Keep in mind that taking great photos isn’t up to your camera, but it’s related especially to your skills and creativity. It’s useless to get a good camera if you don’t know how to get the best out of it. At the same time, you can’t expect amazing photos if your camera simply isn’t able to focus or to give you great quality on the image. Scroll down to see what counts the most on a DSLR camera when you’re an entry level photographer.
The sensor size
Sensors are very different in sizes and if the one in your smartphone’s camera is very small, in a DSLR camera is way larger.
You want a larger sensors for many reasons. Larger sensors mean larger photos, and an image caught by a larger sensor has a higher resolution. Additionally, a larger sensor is going to handle poor lighting better.
When the sensor is larger, it’s going to be a lot easier to obtain soft, out-of-focus backgrounds as well.
If you’re going with a DSLR, you have mainly two options:
- The APS-C sensor which is smaller and the common choice for the beginners. You may find it especially on the low priced and easy to use cameras
- A 35mm sensor or a full frame is the option for the professional level DSLRs. The resolution is higher, but so it’s the price. A full frame camera isn’t the best investment for a beginner, after all.
Another feature to consider is the sensor design. You want to get backlit sensors on your camera as they’re not only performing better in low lighting, but they are also designed with the circuitry at the back so that the light reaches easier the sensor.
You want a camera with a good speed and it’s not very easy to measure the speed on paper. The burst speed tells you something about your camera’s overall speed and the fps (number of photos taken per second) is also a good indicator on the speed.
As for the burst speed, most DSLRs have a 5fps speed, meaning they can take five images in one second. If you’re running into a 10fps burst speed camera, don’t hesitate on buying it.
The more photos your camera is able to take, the higher the chances for you to get the shots you want.
Don’t forget to take a look at the shutter speed also as it tells you how long the camera’s shutter remains open to catch the picture. A typical DSLR may have a 1/4000 shutter speed, which is enough to free action, working for most situations. You can pay the extra buck and get a camera with 1/8000 or even 1/16,000 shutter speed. You need a lot of light for the shutter speed and it’s great to use it especially on a bright shiny day.

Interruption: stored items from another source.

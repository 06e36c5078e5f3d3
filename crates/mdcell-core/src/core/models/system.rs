use super::boundary::{BoundaryMode, SimulationBox};
use crate::core::utils::geometry::{self, Vector};
use thiserror::Error;

#[derive(Debug, Error, PartialEq, Clone)]
pub enum SystemError {
    #[error("A particle system must contain at least one particle")]
    Empty,

    #[error("Mismatched array lengths: {name} has {actual} entries, expected {expected}")]
    MismatchedLengths {
        name: &'static str,
        actual: usize,
        expected: usize,
    },

    #[error("Mass of particle {index} must be positive and finite, got {value}")]
    InvalidMass { index: usize, value: f64 },

    #[error("Radius of particle {index} must be non-negative and finite, got {value}")]
    InvalidRadius { index: usize, value: f64 },

    #[error("Velocity of particle {index} has a non-finite component")]
    NonFiniteVelocity { index: usize },

    #[error("Position of particle {index} lies outside the simulation box")]
    OutOfBox { index: usize },
}

/// The mutable particle ensemble of one simulation.
///
/// Holds positions, velocities, accelerations, and per-particle scalars for a
/// fixed population of `N` particles in a `D`-dimensional box. The population
/// is fixed after construction; every mutation during a run goes through the
/// integrator, which owns the system exclusively for the duration of a step.
///
/// All quantities are expressed in reduced units with `k_B = 1`.
#[derive(Debug, Clone, PartialEq)]
pub struct ParticleSystem<const D: usize> {
    positions: Vec<Vector<D>>,
    velocities: Vec<Vector<D>>,
    accelerations: Vec<Vector<D>>,
    masses: Vec<f64>,
    radii: Vec<f64>,
    bounds: SimulationBox<D>,
}

impl<const D: usize> ParticleSystem<D> {
    /// Creates a validated particle system.
    ///
    /// # Arguments
    ///
    /// * `positions` - One `D`-dimensional position per particle, inside the box.
    /// * `velocities` - One velocity per particle, all components finite.
    /// * `masses` - Per-particle masses, positive and finite.
    /// * `radii` - Per-particle radii, non-negative and finite.
    /// * `bounds` - The box geometry and boundary mode.
    ///
    /// # Errors
    ///
    /// Returns a `SystemError` describing the first violated invariant. All
    /// checks run before any step executes, so a constructed system is safe
    /// to integrate.
    pub fn new(
        positions: Vec<Vector<D>>,
        velocities: Vec<Vector<D>>,
        masses: Vec<f64>,
        radii: Vec<f64>,
        bounds: SimulationBox<D>,
    ) -> Result<Self, SystemError> {
        let n = positions.len();
        if n == 0 {
            return Err(SystemError::Empty);
        }
        for (name, actual) in [
            ("velocities", velocities.len()),
            ("masses", masses.len()),
            ("radii", radii.len()),
        ] {
            if actual != n {
                return Err(SystemError::MismatchedLengths {
                    name,
                    actual,
                    expected: n,
                });
            }
        }
        for (index, &value) in masses.iter().enumerate() {
            if !(value.is_finite() && value > 0.0) {
                return Err(SystemError::InvalidMass { index, value });
            }
        }
        for (index, &value) in radii.iter().enumerate() {
            if !(value.is_finite() && value >= 0.0) {
                return Err(SystemError::InvalidRadius { index, value });
            }
        }
        for (index, velocity) in velocities.iter().enumerate() {
            if !geometry::is_finite(velocity) {
                return Err(SystemError::NonFiniteVelocity { index });
            }
        }
        for (index, position) in positions.iter().enumerate() {
            if !geometry::is_finite(position) || !bounds.contains(position) {
                return Err(SystemError::OutOfBox { index });
            }
        }

        let accelerations = vec![Vector::<D>::zeros(); n];
        Ok(Self {
            positions,
            velocities,
            accelerations,
            masses,
            radii,
            bounds,
        })
    }

    /// Creates a system in which every particle shares one mass and radius.
    pub fn with_uniform_particles(
        positions: Vec<Vector<D>>,
        velocities: Vec<Vector<D>>,
        mass: f64,
        radius: f64,
        bounds: SimulationBox<D>,
    ) -> Result<Self, SystemError> {
        let n = positions.len();
        Self::new(positions, velocities, vec![mass; n], vec![radius; n], bounds)
    }

    /// The number of particles, fixed after construction.
    pub fn num_particles(&self) -> usize {
        self.positions.len()
    }

    pub fn positions(&self) -> &[Vector<D>] {
        &self.positions
    }

    pub fn velocities(&self) -> &[Vector<D>] {
        &self.velocities
    }

    pub fn accelerations(&self) -> &[Vector<D>] {
        &self.accelerations
    }

    pub fn masses(&self) -> &[f64] {
        &self.masses
    }

    pub fn radii(&self) -> &[f64] {
        &self.radii
    }

    pub fn bounds(&self) -> &SimulationBox<D> {
        &self.bounds
    }

    pub(crate) fn positions_mut(&mut self) -> &mut [Vector<D>] {
        &mut self.positions
    }

    pub(crate) fn velocities_mut(&mut self) -> &mut [Vector<D>] {
        &mut self.velocities
    }

    pub(crate) fn accelerations_mut(&mut self) -> &mut [Vector<D>] {
        &mut self.accelerations
    }

    /// Runs the boundary-enforcement pass over every particle.
    ///
    /// After this call the box invariant holds: every coordinate lies in
    /// `[0, L)` (periodic) or `[0, L]` (reflective, with no outward velocity
    /// at a wall).
    pub(crate) fn apply_boundaries(&mut self) {
        let bounds = self.bounds;
        for index in 0..self.positions.len() {
            bounds.apply(
                &mut self.positions[index],
                &mut self.velocities[index],
                self.radii[index],
            );
        }
    }

    /// Total kinetic energy, `Σ ½ m v²`.
    pub fn kinetic_energy(&self) -> f64 {
        self.velocities
            .iter()
            .zip(&self.masses)
            .map(|(v, &m)| 0.5 * m * v.norm_squared())
            .sum()
    }

    /// Instantaneous temperature from equipartition, `2·KE / (D·N)`.
    pub fn temperature(&self) -> f64 {
        2.0 * self.kinetic_energy() / (D as f64 * self.num_particles() as f64)
    }

    /// Total momentum, `Σ m v`.
    pub fn total_momentum(&self) -> Vector<D> {
        self.velocities
            .iter()
            .zip(&self.masses)
            .fold(Vector::<D>::zeros(), |acc, (v, &m)| acc + v * m)
    }

    /// Mass-weighted centre of mass.
    ///
    /// Returns `None` under periodic boundaries, where the centre of mass of
    /// wrapped coordinates is not meaningful.
    pub fn center_of_mass(&self) -> Option<Vector<D>> {
        if matches!(self.bounds.mode(), BoundaryMode::Periodic) {
            return None;
        }
        let total_mass: f64 = self.masses.iter().sum();
        let weighted = self
            .positions
            .iter()
            .zip(&self.masses)
            .fold(Vector::<D>::zeros(), |acc, (x, &m)| acc + x * m);
        Some(weighted / total_mass)
    }

    /// Radius of gyration: the root-mean-squared distance to the centre of
    /// mass. `None` whenever the centre of mass is unavailable.
    pub fn radius_of_gyration(&self) -> Option<f64> {
        let com = self.center_of_mass()?;
        let n = self.num_particles() as f64;
        let squared_sum: f64 = self
            .positions
            .iter()
            .map(|x| (x - com).norm_squared())
            .sum();
        Some((squared_sum / n).sqrt())
    }

    /// Rescales every velocity so the instantaneous temperature matches the
    /// target. A system at zero temperature is left unchanged.
    pub fn rescale_to_temperature(&mut self, target: f64) {
        let current = self.temperature();
        if current > 0.0 {
            let factor = (target / current).sqrt();
            for velocity in &mut self.velocities {
                *velocity *= factor;
            }
        }
    }
}
use nalgebra::SVector;

/// A stack-allocated `D`-dimensional coordinate or displacement vector.
pub type Vector<const D: usize> = SVector<f64, D>;

/// Applies the minimum-image convention to a separation vector.
///
/// Each component is shifted by whole multiples of the corresponding box edge
/// so that the returned displacement points to the nearest periodic image.
pub fn minimum_image<const D: usize>(mut dr: Vector<D>, box_lengths: &Vector<D>) -> Vector<D> {
    for axis in 0..D {
        let length = box_lengths[axis];
        dr[axis] -= length * (dr[axis] / length).round();
    }
    dr
}

/// Decomposes a separation vector into a unit direction and a floored norm.
///
/// The norm is floored at `min_distance` so that callers dividing by the
/// distance never hit a floating-point fault for coincident particles. A
/// zero-length separation yields a zero direction vector, which downstream
/// force accumulation treats as "no preferred direction".
pub fn unit_and_distance<const D: usize>(
    dr: &Vector<D>,
    min_distance: f64,
) -> (Vector<D>, f64) {
    let dist = dr.norm().max(min_distance);
    (dr / dist, dist)
}

/// Returns `true` if every component of the vector is finite.
#[inline]
pub fn is_finite<const D: usize>(v: &Vector<D>) -> bool {
    v.iter().all(|c| c.is_finite())
}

Don’t make a rookie mistake and get a camera based only its megapixels. They do count as they tell you about the resolution of your camera. The number of megapixels is given by the number of pixels on one side multiplied by the number of pixels on the other side.
When your camera has more megapixels, the images are going to have higher resolution so you may crop bigger photos and get nice results as well.

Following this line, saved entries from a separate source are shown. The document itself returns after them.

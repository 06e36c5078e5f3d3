use crate::core::models::system::ParticleSystem;
use crate::core::utils::geometry::Vector;

/// Errors a snapshot sink may surface; opaque to the engine, which propagates
/// them without retrying.
pub type SinkError = Box<dyn std::error::Error + Send + Sync>;

/// An immutable, fully-owned copy of the simulation state after one step.
///
/// The engine produces one snapshot per completed step and transfers it to
/// the sink; it retains no reference afterwards, so the sink may persist the
/// data asynchronously without synchronization.
#[derive(Debug, Clone, PartialEq)]
pub struct Snapshot<const D: usize> {
    /// 0-based index of the completed step; increases by exactly 1 between
    /// consecutive emissions.
    pub step: u64,
    /// Simulated time after the step, `(step + 1) · dt`.
    pub time: f64,
    pub positions: Vec<Vector<D>>,
    pub velocities: Vec<Vector<D>>,
    pub kinetic_energy: f64,
    pub potential_energy: f64,
    pub temperature: f64,
}

impl<const D: usize> Snapshot<D> {
    /// Copies the observable state out of a system.
    pub fn capture(
        system: &ParticleSystem<D>,
        step: u64,
        time: f64,
        potential_energy: f64,
    ) -> Self {
        Self {
            step,
            time,
            positions: system.positions().to_vec(),
            velocities: system.velocities().to_vec(),
            kinetic_energy: system.kinetic_energy(),
            potential_energy,
            temperature: system.temperature(),
        }
    }

    /// Total energy, kinetic plus potential.
    pub fn total_energy(&self) -> f64 {
        self.kinetic_energy + self.potential_energy
    }
}

/// The persistence seam between the engine and the outside world.
///
/// `emit` is called exactly once per completed step. A returned error halts
/// the run with the system state left at the last completed step.
pub trait SnapshotSink<const D: usize> {
    fn emit(&mut self, snapshot: Snapshot<D>) -> Result<(), SinkError>;
}

/// A sink that collects snapshots in memory, for tests and short runs.
#[derive(Debug, Default)]
pub struct MemorySink<const D: usize> {
    snapshots: Vec<Snapshot<D>>,
}

impl<const D: usize> MemorySink<D> {
    pub fn new() -> Self {
        Self {
            snapshots: Vec::new(),
        }
    }

    pub fn snapshots(&self) -> &[Snapshot<D>] {
        &self.snapshots
    }

    pub fn into_snapshots(self) -> Vec<Snapshot<D>> {
        self.snapshots
    }
}

impl<const D: usize> SnapshotSink<D> for MemorySink<D> {
    fn emit(&mut self, snapshot: Snapshot<D>) -> Result<(), SinkError> {
        self.snapshots.push(snapshot);
        Ok(())
    }
}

More megapixels means bigger image files so you need a bigger SD card for your camera and quite a large hard drive for storing them later on.
Body-only or kit lens
As a beginner, you need to consider if you’re going to get a whole kit or body only. Many new-entry level photographers gat a DSLR with kit lens as they cover most common zoom range. They come for a fair price also and satisfy the needs of a beginner.
Keep in mind though that kit lenses come with their limitations and many have a maximum aperture of f/3.6. Aperture tells us about the width of the opening in the lens. You want a wider aperture when taking photos in limited light and the more you’re willing to pay for, the higher the quality of the images is going to be.

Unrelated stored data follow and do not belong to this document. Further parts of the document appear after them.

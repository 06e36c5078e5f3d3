use crate::core::utils::geometry::{self, Vector};
use thiserror::Error;

#[derive(Debug, Error, PartialEq, Clone)]
pub enum BoundaryError {
    #[error("Box edge along axis {axis} must be positive and finite, got {value}")]
    InvalidEdge { axis: usize, value: f64 },

    #[error("Restitution coefficient must lie in (0, 1], got {0}")]
    InvalidRestitution(f64),

    #[error("Unsupported spatial dimension {0}; expected 1, 2, or 3")]
    UnsupportedDimension(usize),
}

/// How particles interact with the edges of the simulation box.
#[derive(Debug, Clone, Copy, PartialEq)]
pub enum BoundaryMode {
    /// Coordinates wrap modulo the box edge; separations use the
    /// minimum-image convention.
    Periodic,
    /// Particles bounce off the walls. The restitution coefficient scales the
    /// reflected velocity component (1.0 is a perfectly elastic wall).
    Reflective { restitution: f64 },
}

impl BoundaryMode {
    /// A perfectly elastic reflecting wall.
    pub fn reflective() -> Self {
        Self::Reflective { restitution: 1.0 }
    }
}

/// A `D`-dimensional axis-aligned box with a boundary mode.
///
/// The box spans `[0, length)` along each axis under periodic boundaries and
/// `[0, length]` under reflecting walls. Edge lengths are validated at
/// construction and immutable afterwards.
#[derive(Debug, Clone, Copy, PartialEq)]
pub struct SimulationBox<const D: usize> {
    lengths: Vector<D>,
    mode: BoundaryMode,
}

impl<const D: usize> SimulationBox<D> {
    /// Creates a box with per-axis edge lengths.
    ///
    /// # Errors
    ///
    /// Returns a `BoundaryError` if `D` is not 1, 2, or 3, if any edge is
    /// non-positive or non-finite, or if a reflective restitution coefficient
    /// lies outside `(0, 1]`.
    pub fn new(lengths: Vector<D>, mode: BoundaryMode) -> Result<Self, BoundaryError> {
        if !(1..=3).contains(&D) {
            return Err(BoundaryError::UnsupportedDimension(D));
        }
        for (axis, &value) in lengths.iter().enumerate() {
            if !(value.is_finite() && value > 0.0) {
                return Err(BoundaryError::InvalidEdge { axis, value });
            }
        }
        if let BoundaryMode::Reflective { restitution } = mode {
            if !(restitution.is_finite() && restitution > 0.0 && restitution <= 1.0) {
                return Err(BoundaryError::InvalidRestitution(restitution));
            }
        }
        Ok(Self { lengths, mode })
    }

    /// Creates a cubic box with the same edge length along every axis.
    pub fn cubic(length: f64, mode: BoundaryMode) -> Result<Self, BoundaryError> {
        Self::new(Vector::<D>::repeat(length), mode)
    }

    pub fn lengths(&self) -> &Vector<D> {
        &self.lengths
    }

    pub fn mode(&self) -> BoundaryMode {
        self.mode
    }

    /// The shortest box edge.
    pub fn min_edge(&self) -> f64 {
        self.lengths.iter().copied().fold(f64::INFINITY, f64::min)
    }

    /// Returns `true` if the position lies inside the box for this boundary
    /// mode: `[0, L)` per axis when periodic, `[0, L]` when reflective.
    pub fn contains(&self, position: &Vector<D>) -> bool {
        (0..D).all(|axis| {
            let x = position[axis];
            let length = self.lengths[axis];
            match self.mode {
                BoundaryMode::Periodic => (0.0..length).contains(&x),
                BoundaryMode::Reflective { .. } => (0.0..=length).contains(&x),
            }
        })
    }

    /// Applies the minimum-image convention to a separation vector.
    ///
    /// Under reflecting walls there are no periodic images and the separation
    /// is returned unchanged.
    pub fn minimum_image(&self, dr: Vector<D>) -> Vector<D> {
        match self.mode {
            BoundaryMode::Periodic => geometry::minimum_image(dr, &self.lengths),
            BoundaryMode::Reflective { .. } => dr,
        }
    }

    /// Enforces the boundary condition on a single particle, in place.
    ///
    /// Periodic: each coordinate is wrapped into `[0, L)`. Reflective: a
    /// particle whose surface crossed a wall is clamped at the contact point
    /// and the offending velocity component is negated and scaled by the
    /// restitution coefficient.
    pub fn apply(&self, position: &mut Vector<D>, velocity: &mut Vector<D>, radius: f64) {
        match self.mode {
            BoundaryMode::Periodic => {
                for axis in 0..D {
                    position[axis] = position[axis].rem_euclid(self.lengths[axis]);
                }
            }
            BoundaryMode::Reflective { restitution } => {
                for axis in 0..D {
                    let length = self.lengths[axis];
                    if position[axis] - radius < 0.0 {
                        position[axis] = radius;
                        velocity[axis] = velocity[axis].abs() * restitution;
                    } else if position[axis] + radius > length {
                        position[axis] = length - radius;
                        velocity[axis] = -velocity[axis].abs() * restitution;
                    }
                }
            }
        }
    }
}
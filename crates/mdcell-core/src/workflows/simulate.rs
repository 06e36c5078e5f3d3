use crate::core::models::system::ParticleSystem;
use crate::core::potentials::Potential;
use crate::engine::config::{SimulationConfig, Thermostat};
use crate::engine::error::EngineError;
use crate::engine::forces::ForceEvaluator;
use crate::engine::integrator::VelocityVerlet;
use crate::engine::progress::{Progress, ProgressReporter};
use crate::engine::snapshot::{Snapshot, SnapshotSink};
use crate::engine::stability::StabilityMonitor;
use crate::engine::state::{RunSummary, SimulationClock};
use std::sync::atomic::{AtomicBool, Ordering};
use std::time::Instant;
use tracing::{info, instrument};

/// Runs a complete simulation.
///
/// For every step in `0..config.total_steps`: advance the velocity-Verlet
/// integrator, verify numerical stability, apply the optional thermostat,
/// and emit an owned [`Snapshot`] to the sink. The cancellation flag is
/// polled once per step boundary; a cancelled run exits cleanly with the
/// system at the last fully completed step.
///
/// # Errors
///
/// - [`EngineError::Potential`] if the potential or force clamp is malformed
///   (checked before any step executes).
/// - [`EngineError::NumericalInstability`] if a step produces non-finite
///   state or a displacement beyond the sanity bound.
/// - [`EngineError::Sink`] if the sink rejects a snapshot; the sink call is
///   never retried.
#[instrument(skip_all, name = "simulation_run")]
pub fn run<const D: usize>(
    system: &mut ParticleSystem<D>,
    potential: &Potential,
    config: &SimulationConfig,
    sink: &mut impl SnapshotSink<D>,
    reporter: &ProgressReporter,
    cancel: &AtomicBool,
) -> Result<RunSummary, EngineError> {
    let evaluator = ForceEvaluator::new(*potential, config.force_clamp)?;
    let displacement_bound = config
        .max_displacement
        .unwrap_or_else(|| 0.5 * system.bounds().min_edge());
    let monitor = StabilityMonitor::new(displacement_bound);
    let integrator = VelocityVerlet;
    let mut clock = SimulationClock::new(config.total_steps, config.dt);

    let started = Instant::now();
    info!(
        particles = system.num_particles(),
        total_steps = config.total_steps,
        dt = config.dt,
        "Starting simulation run."
    );
    reporter.report(Progress::RunStart {
        total_steps: config.total_steps,
    });

    integrator.seed_accelerations(system, &evaluator);

    let mut cancelled = false;
    while !clock.is_finished() {
        if cancel.load(Ordering::Relaxed) {
            cancelled = true;
            info!(step = clock.step(), "Cancellation requested; stopping.");
            break;
        }

        let step = clock.step();
        let report = integrator.advance(system, &evaluator, clock.dt());
        monitor.check(step, system, &report)?;

        if let Some(Thermostat::VelocityRescale { target_temperature }) = config.thermostat {
            system.rescale_to_temperature(target_temperature);
        }

        let potential_energy = evaluator.total_potential_energy(system);
        let time = (step + 1) as f64 * clock.dt();
        sink.emit(Snapshot::capture(system, step, time, potential_energy))
            .map_err(|source| EngineError::Sink { step, source })?;

        clock.advance();
        reporter.report(Progress::StepComplete {
            step: clock.step(),
            total_steps: clock.total_steps(),
            elapsed: started.elapsed(),
        });
    }

    reporter.report(Progress::RunFinish);
    let summary = RunSummary {
        steps_completed: clock.step(),
        elapsed: started.elapsed(),
        cancelled,
    };
    info!(
        steps_completed = summary.steps_completed,
        cancelled = summary.cancelled,
        "Simulation run finished."
    );
    Ok(summary)
}
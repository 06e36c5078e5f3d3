//! # mdcell Core Library
//!
//! A high-performance library for molecular dynamics simulation of short-range
//! pairwise potentials in periodic and reflecting boxes.
//!
//! ## Architectural Philosophy
//!
//! The library is designed with a strict three-layer architecture to ensure a clear
//! separation of concerns, making it modular, testable, and extensible.
//!
//! - **[`core`]: The Foundation.** Contains stateless data models (`ParticleSystem`,
//!   `SimulationBox`), pure mathematical representations of the interaction models
//!   (`potentials`), and initial-condition builders.
//!
//! - **[`engine`]: The Logic Core.** This stateful layer drives the numerical
//!   integration. It includes the pairwise `ForceEvaluator`, the velocity-Verlet
//!   integrator, per-step stability monitoring, and the snapshot/progress seams
//!   through which external collaborators observe a running simulation.
//!
//! - **[`workflows`]: The Public API.** This is the highest-level, user-facing layer.
//!   It ties the `engine` and `core` together to execute a complete simulation run,
//!   providing a simple and powerful entry point for end-users of the library.

pub mod core;
pub mod engine;
pub mod workflows;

As a beginner, you don’t want to get the best DSLR camera out there, but one that fits the best your needs and budget. From the cameras that come for a fair price, yet full of the top features, to the more expensive ones, the prices are quite various.
You don’t want to pay more than $300 for an entry-level DSLR camera, but it’s a lot better to go up to $1,000 if you’re not on a tight budget.
Two good options
The Nikon D3300 is a good option to try when you’re a beginner, especially considering its price. It comes with an APS-C sensor and has no optical low pass filter.
It has 24.2 megapixels and it doesn’t stay bad with the speed: 5 fps and a shutter speed of 1/4000.
See pricing and reviews for the Nikon D3300 on Amazon
Another good option for an entry-level photographer is the Canon Rebel EOS T61. The DSLR comes with a long list of features like Wi-Fi and tilting touchscreen.
The APS-C sensor and the optical low pass filter add on the list. The speed is the same as for the Nikon- 5fps and 1/4000 for the shutter speed. It has 24.2 megapixels and is easy to use.
See pricing and reviews for the Canon Rebel EOS T61on Amazon
Not only you need to make an idea about what you want to do with the camera, but you also need to be willing to practice and to learn about how to get the best out of your camera. Sure, a quick look into your wallet isn’t going to hurt either, as you need to invest wisely your money.